Not that Kacsmaryk is necessarily the Court’s biggest fan. Recently, he’s built up a side hustle trying to undermine the Court’s 2020 decision in Bostock v. Clayton County, which held that federal employment law prevents employers from discriminating against gay or trans people. Conservative commentators revolted. Kacsmaryk plotted instead. In two cases about laws that ban discrimination “on the basis of sex,” he’s refused to extend Bostock, insisting that “because of sex” and “on the basis of sex” are different phrases that justify different outcomes. Although the Court used them both in Bostock, Kacsmaryk explained that “just because a judicial opinion employs two phrases interchangeably…does not mean Congress” meant the same thing. Even when this Court gives liberals a win, in the hands of Trump judges, that win becomes “just…a judicial opinion” they are free to disregard.
The Weird Shit
After Kacsmaryk’s medication abortion decision, people began to ask how the Senate confirmed him in the first place. Researchers dug up weird interviews with Christian radio outlets criticizing no-fault divorce and found evidence that he hid a transphobic law review article he drafted. Opponents suggested that Kacsmaryk had covered up these episodes make his confirmation easier, but to be clear, everything he did disclose to the Senate was already pretty out there. See, Kacsmaryk was not just a perennial Federalist Society panelist or a regular on the conservative speaking circuit. No. This man blogged.
The publications Kacsmaryk was writing for should have tipped off every reasonable observer about where he was going to go. In 2016, he wrote a blog complaining about rules protecting access to healthcare for gay and trans people for First Things, a far-right publication that has published blogs nitpicking the literal Pope’s interpretation of a Biblical parable and podcasts that claim that “cancel culture is the modern version of the KKK or lynch mobs.” (For those wondering, First Things did not give the Pope equal time to respond.) In 2015 and 2016, Kacsmaryk wrote two blogs—one warning about a proposed law protecting gay and trans people from employment discrimination, and another referring to contraceptive medicine as “abortifacients”—for Public Discourse, the journal of a far-right think tank that helped fund a debunked study claiming that gay people are bad parents.

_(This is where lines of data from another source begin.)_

//! File access for documents
//!
//! Reading validates the path first, checking for:
//! - File existence and permissions
//! - File size limits
//! - Binary file detection
//!
//! Writing overwrites the target in one `fs::write` call.

use std::fs::{self, File};
use std::io::{self, Read};
use std::path::Path;

/// Maximum file size in bytes (50 MB)
pub const MAX_FILE_SIZE: u64 = 50 * 1024 * 1024;

/// Errors that can occur when opening a file for editing
#[derive(Debug, Clone, PartialEq)]
pub enum FileOpenError {
    /// File does not exist
    NotFound,
    /// Permission denied to read file
    PermissionDenied,
    /// Path is a directory, not a file
    IsDirectory,
    /// File appears to be binary (contains null bytes)
    BinaryFile,
    /// File is not valid UTF-8 text
    InvalidUtf8,
    /// File exceeds size limit
    TooLarge { size_mb: f64 },
    /// Other I/O error
    IoError(String),
}

impl FileOpenError {
    /// Get a user-friendly error message
    pub fn user_message(&self, filename: &str) -> String {
        match self {
            Self::NotFound => format!("File not found: {}", filename),
            Self::PermissionDenied => format!("Permission denied: {}", filename),
            Self::IsDirectory => format!("Cannot open directory: {}", filename),
            Self::BinaryFile => format!("Cannot open binary file: {}", filename),
            Self::InvalidUtf8 => format!("Not valid UTF-8 text: {}", filename),
            Self::TooLarge { size_mb } => {
                format!(
                    "{} is too large ({:.1} MB, max {} MB)",
                    filename,
                    size_mb,
                    MAX_FILE_SIZE / (1024 * 1024)
                )
            }
            Self::IoError(msg) => format!("Error opening {}: {}", filename, msg),
        }
    }

    fn from_io(e: &io::Error) -> Self {
        match e.kind() {
            io::ErrorKind::NotFound => Self::NotFound,
            io::ErrorKind::PermissionDenied => Self::PermissionDenied,
            io::ErrorKind::InvalidData => Self::InvalidUtf8,
            _ => Self::IoError(e.to_string()),
        }
    }
}

impl std::fmt::Display for FileOpenError {
    fn fmt(&self, f: &mut std::fmt::Formatter<'_>) -> std::fmt::Result {
        match self {
            Self::NotFound => write!(f, "file not found"),
            Self::PermissionDenied => write!(f, "permission denied"),
            Self::IsDirectory => write!(f, "is a directory"),
            Self::BinaryFile => write!(f, "binary file"),
            Self::InvalidUtf8 => write!(f, "invalid UTF-8"),
            Self::TooLarge { size_mb } => write!(f, "file too large ({:.1} MB)", size_mb),
            Self::IoError(msg) => write!(f, "{}", msg),
        }
    }
}

impl std::error::Error for FileOpenError {}

/// Validate a file before attempting to open it
///
/// Checks:
/// - File exists
/// - Is not a directory
/// - Has read permissions
/// - Does not exceed size limit
///
/// Does NOT check for binary content (use `is_likely_binary` separately after this passes)
pub fn validate_file_for_opening(path: &Path) -> Result<(), FileOpenError> {
    let metadata = fs::metadata(path).map_err(|e| FileOpenError::from_io(&e))?;

    if metadata.is_dir() {
        return Err(FileOpenError::IsDirectory);
    }

    if metadata.len() > MAX_FILE_SIZE {
        return Err(FileOpenError::TooLarge {
            size_mb: metadata.len() as f64 / (1024.0 * 1024.0),
        });
    }

    Ok(())
}

/// Check if a file is likely binary by scanning for null bytes
///
/// Reads the first 8KB of the file and checks for null bytes,
/// which are common in binary files but rare in text files.
///
/// Returns `false` on any read error (let the actual read fail with a better error).
pub fn is_likely_binary(path: &Path) -> bool {
    let Ok(mut file) = File::open(path) else {
        return false;
    };

    let mut buffer = [0u8; 8192];
    let Ok(bytes_read) = file.read(&mut buffer) else {
        return false;
    };

    buffer[..bytes_read].contains(&0)
}

/// Read a whole text file after validating it
pub fn read_text_file(path: &Path) -> Result<String, FileOpenError> {
    validate_file_for_opening(path)?;
    if is_likely_binary(path) {
        return Err(FileOpenError::BinaryFile);
    }
    fs::read_to_string(path).map_err(|e| FileOpenError::from_io(&e))
}

/// Overwrite `path` with `content`
pub fn write_text_file(path: &Path, content: &str) -> io::Result<()> {
    fs::write(path, content)
}

/// Get the filename from a path for display in error messages
pub fn filename_for_display(path: &Path) -> String {
    path.file_name()
        .unwrap_or_default()
        .to_string_lossy()
        .to_string()
}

If Republicans had known of Kacsmaryk’s skepticism of legal divorce, they might have been leerier about making him a federal judge. But his opinions (in both the colloquial and legal senses of the word) are exactly why Trump nominated him and why Senate Republicans ultimately confirmed him: Kacsmaryk is now writing 80-page versions of the same blogs he used to crank out for fringe publications, except now with the force of law behind him. He’ll keep doing it until the Northern District of Texas assigns another judge to Amarillo or the next Republican president promotes him—whatever comes first.